=== PROBLEM DETAILS ===
Among the entries below, take the line with "const fn default_true()" and the line with "Ok((StatusCode::CREATED, Json(ApiResponse::success(series))))", and output them and every line between them exactly, with nothing else.
══ INPUT RECORDS
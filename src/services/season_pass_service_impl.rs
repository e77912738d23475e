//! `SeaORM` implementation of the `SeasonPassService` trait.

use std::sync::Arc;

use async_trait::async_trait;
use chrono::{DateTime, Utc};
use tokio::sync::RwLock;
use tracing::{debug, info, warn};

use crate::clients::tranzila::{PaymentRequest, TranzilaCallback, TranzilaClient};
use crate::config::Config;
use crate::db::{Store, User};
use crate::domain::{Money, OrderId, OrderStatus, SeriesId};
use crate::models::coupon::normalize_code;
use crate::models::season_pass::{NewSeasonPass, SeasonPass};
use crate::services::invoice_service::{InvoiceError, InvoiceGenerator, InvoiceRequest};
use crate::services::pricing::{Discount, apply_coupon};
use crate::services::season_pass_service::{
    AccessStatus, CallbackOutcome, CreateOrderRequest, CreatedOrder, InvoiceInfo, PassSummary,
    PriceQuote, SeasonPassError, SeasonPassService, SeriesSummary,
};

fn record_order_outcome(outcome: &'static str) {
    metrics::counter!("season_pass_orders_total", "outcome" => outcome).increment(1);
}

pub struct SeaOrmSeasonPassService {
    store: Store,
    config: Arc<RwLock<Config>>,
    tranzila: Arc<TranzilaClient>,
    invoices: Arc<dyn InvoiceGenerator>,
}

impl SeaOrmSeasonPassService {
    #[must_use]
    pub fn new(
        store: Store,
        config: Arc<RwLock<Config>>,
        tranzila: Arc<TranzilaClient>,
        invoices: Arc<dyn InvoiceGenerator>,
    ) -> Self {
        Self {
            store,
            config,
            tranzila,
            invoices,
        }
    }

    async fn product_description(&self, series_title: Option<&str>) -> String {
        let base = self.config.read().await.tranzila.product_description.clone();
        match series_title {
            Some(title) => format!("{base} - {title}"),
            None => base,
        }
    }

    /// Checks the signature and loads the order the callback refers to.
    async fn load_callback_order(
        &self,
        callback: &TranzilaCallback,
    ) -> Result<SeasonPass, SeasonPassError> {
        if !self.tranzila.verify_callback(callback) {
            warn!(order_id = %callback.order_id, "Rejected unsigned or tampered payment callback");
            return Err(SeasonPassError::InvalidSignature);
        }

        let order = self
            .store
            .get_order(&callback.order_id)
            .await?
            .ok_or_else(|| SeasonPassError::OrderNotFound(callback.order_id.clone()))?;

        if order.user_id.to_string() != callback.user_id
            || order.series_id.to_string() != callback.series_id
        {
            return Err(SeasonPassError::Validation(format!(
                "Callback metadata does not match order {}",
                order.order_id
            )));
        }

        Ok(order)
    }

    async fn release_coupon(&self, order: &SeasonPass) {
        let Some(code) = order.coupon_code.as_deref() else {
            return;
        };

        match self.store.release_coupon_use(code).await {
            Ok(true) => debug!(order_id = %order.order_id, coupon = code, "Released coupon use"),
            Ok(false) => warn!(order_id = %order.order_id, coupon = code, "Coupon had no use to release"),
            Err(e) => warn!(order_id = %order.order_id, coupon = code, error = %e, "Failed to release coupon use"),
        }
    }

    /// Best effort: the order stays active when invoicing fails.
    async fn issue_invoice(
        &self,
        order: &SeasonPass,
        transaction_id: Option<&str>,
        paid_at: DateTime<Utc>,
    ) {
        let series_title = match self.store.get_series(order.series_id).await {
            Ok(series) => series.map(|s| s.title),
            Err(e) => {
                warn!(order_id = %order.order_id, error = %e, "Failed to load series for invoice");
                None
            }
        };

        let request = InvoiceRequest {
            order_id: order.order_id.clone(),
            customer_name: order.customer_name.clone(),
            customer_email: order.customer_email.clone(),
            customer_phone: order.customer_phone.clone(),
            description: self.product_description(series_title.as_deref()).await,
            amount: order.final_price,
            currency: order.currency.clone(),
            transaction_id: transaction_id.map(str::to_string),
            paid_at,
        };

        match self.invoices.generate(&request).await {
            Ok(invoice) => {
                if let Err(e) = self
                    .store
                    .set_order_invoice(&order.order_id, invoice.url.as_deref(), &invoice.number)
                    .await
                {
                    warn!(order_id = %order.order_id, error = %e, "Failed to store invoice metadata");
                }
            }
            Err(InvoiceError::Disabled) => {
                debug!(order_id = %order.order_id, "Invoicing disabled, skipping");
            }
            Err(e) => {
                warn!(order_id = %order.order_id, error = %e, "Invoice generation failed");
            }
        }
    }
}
════
══ INPUT RECORDS
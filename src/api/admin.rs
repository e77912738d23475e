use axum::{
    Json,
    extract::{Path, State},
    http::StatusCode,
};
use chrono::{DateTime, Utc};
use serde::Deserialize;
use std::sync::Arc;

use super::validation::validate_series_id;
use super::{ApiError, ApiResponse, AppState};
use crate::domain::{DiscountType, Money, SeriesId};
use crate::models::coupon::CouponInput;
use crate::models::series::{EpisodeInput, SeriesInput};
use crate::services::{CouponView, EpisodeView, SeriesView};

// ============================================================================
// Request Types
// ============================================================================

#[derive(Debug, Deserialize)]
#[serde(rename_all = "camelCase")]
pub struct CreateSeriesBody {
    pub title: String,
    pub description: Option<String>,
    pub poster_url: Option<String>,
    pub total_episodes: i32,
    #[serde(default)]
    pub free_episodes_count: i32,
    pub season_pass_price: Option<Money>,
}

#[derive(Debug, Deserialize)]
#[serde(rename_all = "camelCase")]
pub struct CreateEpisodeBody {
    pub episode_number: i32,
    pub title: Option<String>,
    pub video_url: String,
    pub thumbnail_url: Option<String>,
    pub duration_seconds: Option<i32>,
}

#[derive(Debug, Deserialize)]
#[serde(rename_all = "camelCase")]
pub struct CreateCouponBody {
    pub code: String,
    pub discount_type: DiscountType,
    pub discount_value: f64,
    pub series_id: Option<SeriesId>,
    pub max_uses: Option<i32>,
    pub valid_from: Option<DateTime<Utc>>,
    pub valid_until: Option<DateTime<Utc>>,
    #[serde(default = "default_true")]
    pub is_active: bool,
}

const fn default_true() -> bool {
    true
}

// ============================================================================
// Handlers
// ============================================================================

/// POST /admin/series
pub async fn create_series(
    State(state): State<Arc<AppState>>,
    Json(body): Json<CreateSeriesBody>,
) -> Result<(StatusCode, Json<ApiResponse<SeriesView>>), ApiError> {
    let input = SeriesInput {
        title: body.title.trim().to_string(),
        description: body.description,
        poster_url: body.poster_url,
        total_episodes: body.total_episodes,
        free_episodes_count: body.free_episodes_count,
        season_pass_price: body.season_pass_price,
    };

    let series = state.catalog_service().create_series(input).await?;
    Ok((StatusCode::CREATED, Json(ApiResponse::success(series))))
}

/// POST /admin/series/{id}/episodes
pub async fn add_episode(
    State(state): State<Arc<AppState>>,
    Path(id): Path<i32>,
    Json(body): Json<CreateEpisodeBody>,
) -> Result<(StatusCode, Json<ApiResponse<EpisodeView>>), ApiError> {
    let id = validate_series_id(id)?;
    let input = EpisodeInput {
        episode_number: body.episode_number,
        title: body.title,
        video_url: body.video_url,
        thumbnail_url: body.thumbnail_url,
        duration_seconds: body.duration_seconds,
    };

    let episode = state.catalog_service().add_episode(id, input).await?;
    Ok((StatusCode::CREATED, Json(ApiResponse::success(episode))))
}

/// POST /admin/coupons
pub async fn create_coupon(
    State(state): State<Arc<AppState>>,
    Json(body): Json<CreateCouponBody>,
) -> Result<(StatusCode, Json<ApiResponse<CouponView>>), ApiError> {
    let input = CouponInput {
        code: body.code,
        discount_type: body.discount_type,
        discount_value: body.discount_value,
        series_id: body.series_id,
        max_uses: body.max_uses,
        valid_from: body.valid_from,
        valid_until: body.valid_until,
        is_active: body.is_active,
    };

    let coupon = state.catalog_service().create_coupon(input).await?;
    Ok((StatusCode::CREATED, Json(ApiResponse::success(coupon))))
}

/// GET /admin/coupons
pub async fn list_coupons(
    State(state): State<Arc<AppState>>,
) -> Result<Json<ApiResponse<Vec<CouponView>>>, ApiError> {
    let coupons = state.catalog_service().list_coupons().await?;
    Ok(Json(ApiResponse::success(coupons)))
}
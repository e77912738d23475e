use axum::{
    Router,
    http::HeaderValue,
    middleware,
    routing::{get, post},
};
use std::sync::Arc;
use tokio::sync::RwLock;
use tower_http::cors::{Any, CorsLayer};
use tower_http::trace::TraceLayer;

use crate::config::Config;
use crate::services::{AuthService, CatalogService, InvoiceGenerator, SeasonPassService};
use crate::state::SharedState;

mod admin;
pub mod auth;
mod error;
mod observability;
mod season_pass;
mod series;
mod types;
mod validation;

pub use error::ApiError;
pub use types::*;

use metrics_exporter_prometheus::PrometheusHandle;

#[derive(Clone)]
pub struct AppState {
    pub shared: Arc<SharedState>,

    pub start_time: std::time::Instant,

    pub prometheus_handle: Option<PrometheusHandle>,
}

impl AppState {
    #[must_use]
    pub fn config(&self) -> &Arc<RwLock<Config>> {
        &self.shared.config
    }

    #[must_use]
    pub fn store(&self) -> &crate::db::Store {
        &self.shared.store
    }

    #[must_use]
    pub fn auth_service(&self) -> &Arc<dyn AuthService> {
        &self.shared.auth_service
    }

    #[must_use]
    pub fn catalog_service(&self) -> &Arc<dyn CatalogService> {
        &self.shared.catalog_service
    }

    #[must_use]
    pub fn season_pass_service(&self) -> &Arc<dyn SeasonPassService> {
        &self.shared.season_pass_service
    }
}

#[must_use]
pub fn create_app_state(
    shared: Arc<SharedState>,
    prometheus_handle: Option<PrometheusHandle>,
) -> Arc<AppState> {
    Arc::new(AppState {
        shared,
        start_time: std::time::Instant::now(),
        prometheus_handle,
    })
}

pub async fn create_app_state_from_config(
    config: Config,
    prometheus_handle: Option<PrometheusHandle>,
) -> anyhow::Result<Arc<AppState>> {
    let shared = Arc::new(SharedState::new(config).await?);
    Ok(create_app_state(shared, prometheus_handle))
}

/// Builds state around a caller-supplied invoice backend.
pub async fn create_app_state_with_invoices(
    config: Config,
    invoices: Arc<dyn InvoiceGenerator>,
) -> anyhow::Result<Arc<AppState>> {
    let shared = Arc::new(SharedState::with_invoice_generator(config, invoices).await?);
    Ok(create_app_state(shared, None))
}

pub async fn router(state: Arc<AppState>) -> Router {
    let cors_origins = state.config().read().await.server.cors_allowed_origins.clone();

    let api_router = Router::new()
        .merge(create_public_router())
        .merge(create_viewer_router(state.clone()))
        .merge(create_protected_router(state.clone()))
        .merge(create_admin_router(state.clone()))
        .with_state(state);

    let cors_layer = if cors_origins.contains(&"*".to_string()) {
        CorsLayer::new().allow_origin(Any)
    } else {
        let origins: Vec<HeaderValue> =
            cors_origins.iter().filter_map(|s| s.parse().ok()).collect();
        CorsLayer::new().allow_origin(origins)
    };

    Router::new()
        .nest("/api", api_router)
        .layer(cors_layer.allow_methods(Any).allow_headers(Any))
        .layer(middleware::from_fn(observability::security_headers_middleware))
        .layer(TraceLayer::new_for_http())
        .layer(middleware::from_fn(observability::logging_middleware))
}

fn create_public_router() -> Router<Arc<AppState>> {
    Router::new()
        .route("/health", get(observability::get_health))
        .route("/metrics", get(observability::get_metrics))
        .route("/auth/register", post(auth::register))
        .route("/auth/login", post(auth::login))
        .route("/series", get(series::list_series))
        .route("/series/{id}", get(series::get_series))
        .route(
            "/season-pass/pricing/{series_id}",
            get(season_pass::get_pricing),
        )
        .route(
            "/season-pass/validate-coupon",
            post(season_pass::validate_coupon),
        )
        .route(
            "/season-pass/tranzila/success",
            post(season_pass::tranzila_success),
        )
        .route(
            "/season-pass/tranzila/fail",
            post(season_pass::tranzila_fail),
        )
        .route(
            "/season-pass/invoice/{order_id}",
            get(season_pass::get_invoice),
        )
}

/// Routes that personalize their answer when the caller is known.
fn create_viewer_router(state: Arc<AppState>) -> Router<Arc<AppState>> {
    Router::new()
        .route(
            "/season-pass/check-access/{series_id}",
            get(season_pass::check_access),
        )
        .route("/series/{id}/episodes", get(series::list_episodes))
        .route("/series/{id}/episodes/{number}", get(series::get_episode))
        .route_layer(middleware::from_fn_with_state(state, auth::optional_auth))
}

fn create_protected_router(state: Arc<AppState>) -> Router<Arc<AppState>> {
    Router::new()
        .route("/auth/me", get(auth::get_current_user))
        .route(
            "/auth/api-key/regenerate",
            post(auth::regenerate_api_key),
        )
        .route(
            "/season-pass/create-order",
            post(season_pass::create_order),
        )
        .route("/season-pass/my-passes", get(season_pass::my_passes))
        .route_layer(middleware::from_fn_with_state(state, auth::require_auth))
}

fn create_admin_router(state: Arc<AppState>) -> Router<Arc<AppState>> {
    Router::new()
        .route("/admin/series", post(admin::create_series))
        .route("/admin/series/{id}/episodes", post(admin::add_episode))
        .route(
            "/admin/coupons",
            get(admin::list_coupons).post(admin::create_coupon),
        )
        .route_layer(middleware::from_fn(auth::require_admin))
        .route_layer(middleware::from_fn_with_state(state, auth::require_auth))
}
════
══ INPUT RECORDS
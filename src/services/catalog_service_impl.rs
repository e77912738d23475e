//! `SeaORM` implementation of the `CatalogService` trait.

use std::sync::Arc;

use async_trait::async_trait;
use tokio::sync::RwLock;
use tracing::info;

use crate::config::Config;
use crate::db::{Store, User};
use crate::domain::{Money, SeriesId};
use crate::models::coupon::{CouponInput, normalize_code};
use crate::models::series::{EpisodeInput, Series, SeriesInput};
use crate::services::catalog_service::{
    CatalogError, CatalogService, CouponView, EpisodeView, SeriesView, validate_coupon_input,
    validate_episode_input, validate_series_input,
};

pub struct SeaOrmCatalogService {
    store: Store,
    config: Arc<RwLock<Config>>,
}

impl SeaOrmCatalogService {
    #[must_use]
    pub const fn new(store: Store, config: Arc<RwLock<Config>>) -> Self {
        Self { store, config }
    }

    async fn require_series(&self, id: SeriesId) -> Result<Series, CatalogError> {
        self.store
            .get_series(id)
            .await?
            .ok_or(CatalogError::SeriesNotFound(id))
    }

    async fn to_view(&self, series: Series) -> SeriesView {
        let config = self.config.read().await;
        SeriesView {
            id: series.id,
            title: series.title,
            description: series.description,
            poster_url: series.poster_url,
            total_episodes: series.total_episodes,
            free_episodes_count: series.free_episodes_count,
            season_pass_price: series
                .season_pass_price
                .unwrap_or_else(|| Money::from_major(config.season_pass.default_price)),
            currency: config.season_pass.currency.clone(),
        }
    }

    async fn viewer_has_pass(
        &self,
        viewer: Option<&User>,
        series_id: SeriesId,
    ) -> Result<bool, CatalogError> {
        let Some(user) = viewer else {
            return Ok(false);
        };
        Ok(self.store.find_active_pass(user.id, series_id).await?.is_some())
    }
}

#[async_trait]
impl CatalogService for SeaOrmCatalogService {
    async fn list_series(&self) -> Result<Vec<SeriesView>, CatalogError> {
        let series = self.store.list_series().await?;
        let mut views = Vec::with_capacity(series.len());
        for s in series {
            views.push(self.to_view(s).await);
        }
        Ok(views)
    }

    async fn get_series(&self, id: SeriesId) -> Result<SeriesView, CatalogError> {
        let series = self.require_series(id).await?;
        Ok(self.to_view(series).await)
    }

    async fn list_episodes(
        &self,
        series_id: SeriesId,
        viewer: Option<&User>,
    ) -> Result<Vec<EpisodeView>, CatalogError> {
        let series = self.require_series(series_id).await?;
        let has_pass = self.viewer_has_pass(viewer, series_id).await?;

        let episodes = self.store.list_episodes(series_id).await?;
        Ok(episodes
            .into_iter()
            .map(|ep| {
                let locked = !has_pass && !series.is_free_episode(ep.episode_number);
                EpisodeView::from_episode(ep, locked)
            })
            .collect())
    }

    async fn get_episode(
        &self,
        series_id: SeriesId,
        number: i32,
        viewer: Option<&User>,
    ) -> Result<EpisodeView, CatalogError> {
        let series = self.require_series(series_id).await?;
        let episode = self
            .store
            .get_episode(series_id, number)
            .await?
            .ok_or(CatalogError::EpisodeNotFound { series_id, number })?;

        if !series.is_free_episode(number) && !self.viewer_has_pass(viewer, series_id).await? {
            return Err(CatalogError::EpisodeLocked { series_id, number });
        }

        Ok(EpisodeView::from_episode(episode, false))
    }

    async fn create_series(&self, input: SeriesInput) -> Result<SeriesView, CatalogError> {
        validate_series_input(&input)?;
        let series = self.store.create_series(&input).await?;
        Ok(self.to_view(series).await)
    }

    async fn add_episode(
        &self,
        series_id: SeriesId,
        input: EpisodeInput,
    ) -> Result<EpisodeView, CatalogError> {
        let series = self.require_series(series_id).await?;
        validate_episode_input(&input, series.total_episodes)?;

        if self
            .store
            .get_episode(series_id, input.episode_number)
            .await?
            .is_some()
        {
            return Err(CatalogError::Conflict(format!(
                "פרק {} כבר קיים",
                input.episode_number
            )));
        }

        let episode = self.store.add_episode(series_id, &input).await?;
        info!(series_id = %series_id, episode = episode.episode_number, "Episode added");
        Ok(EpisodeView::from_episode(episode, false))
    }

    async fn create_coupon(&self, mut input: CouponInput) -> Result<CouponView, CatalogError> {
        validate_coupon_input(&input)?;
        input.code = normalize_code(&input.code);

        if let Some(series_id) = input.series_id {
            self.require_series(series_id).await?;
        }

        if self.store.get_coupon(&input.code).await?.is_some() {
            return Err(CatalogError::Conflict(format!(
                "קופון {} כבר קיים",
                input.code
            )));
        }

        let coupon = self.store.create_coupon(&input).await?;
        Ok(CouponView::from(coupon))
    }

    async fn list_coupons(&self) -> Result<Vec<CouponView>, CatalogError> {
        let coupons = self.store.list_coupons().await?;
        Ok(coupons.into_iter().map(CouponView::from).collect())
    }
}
════
=== OUTPUT BELOW ===
const fn default_true() -> bool {
    true
}

// ============================================================================
// Handlers
// ============================================================================

/// POST /admin/series
pub async fn create_series(
    State(state): State<Arc<AppState>>,
    Json(body): Json<CreateSeriesBody>,
) -> Result<(StatusCode, Json<ApiResponse<SeriesView>>), ApiError> {
    let input = SeriesInput {
        title: body.title.trim().to_string(),
        description: body.description,
        poster_url: body.poster_url,
        total_episodes: body.total_episodes,
        free_episodes_count: body.free_episodes_count,
        season_pass_price: body.season_pass_price,
    };

    let series = state.catalog_service().create_series(input).await?;
    Ok((StatusCode::CREATED, Json(ApiResponse::success(series))))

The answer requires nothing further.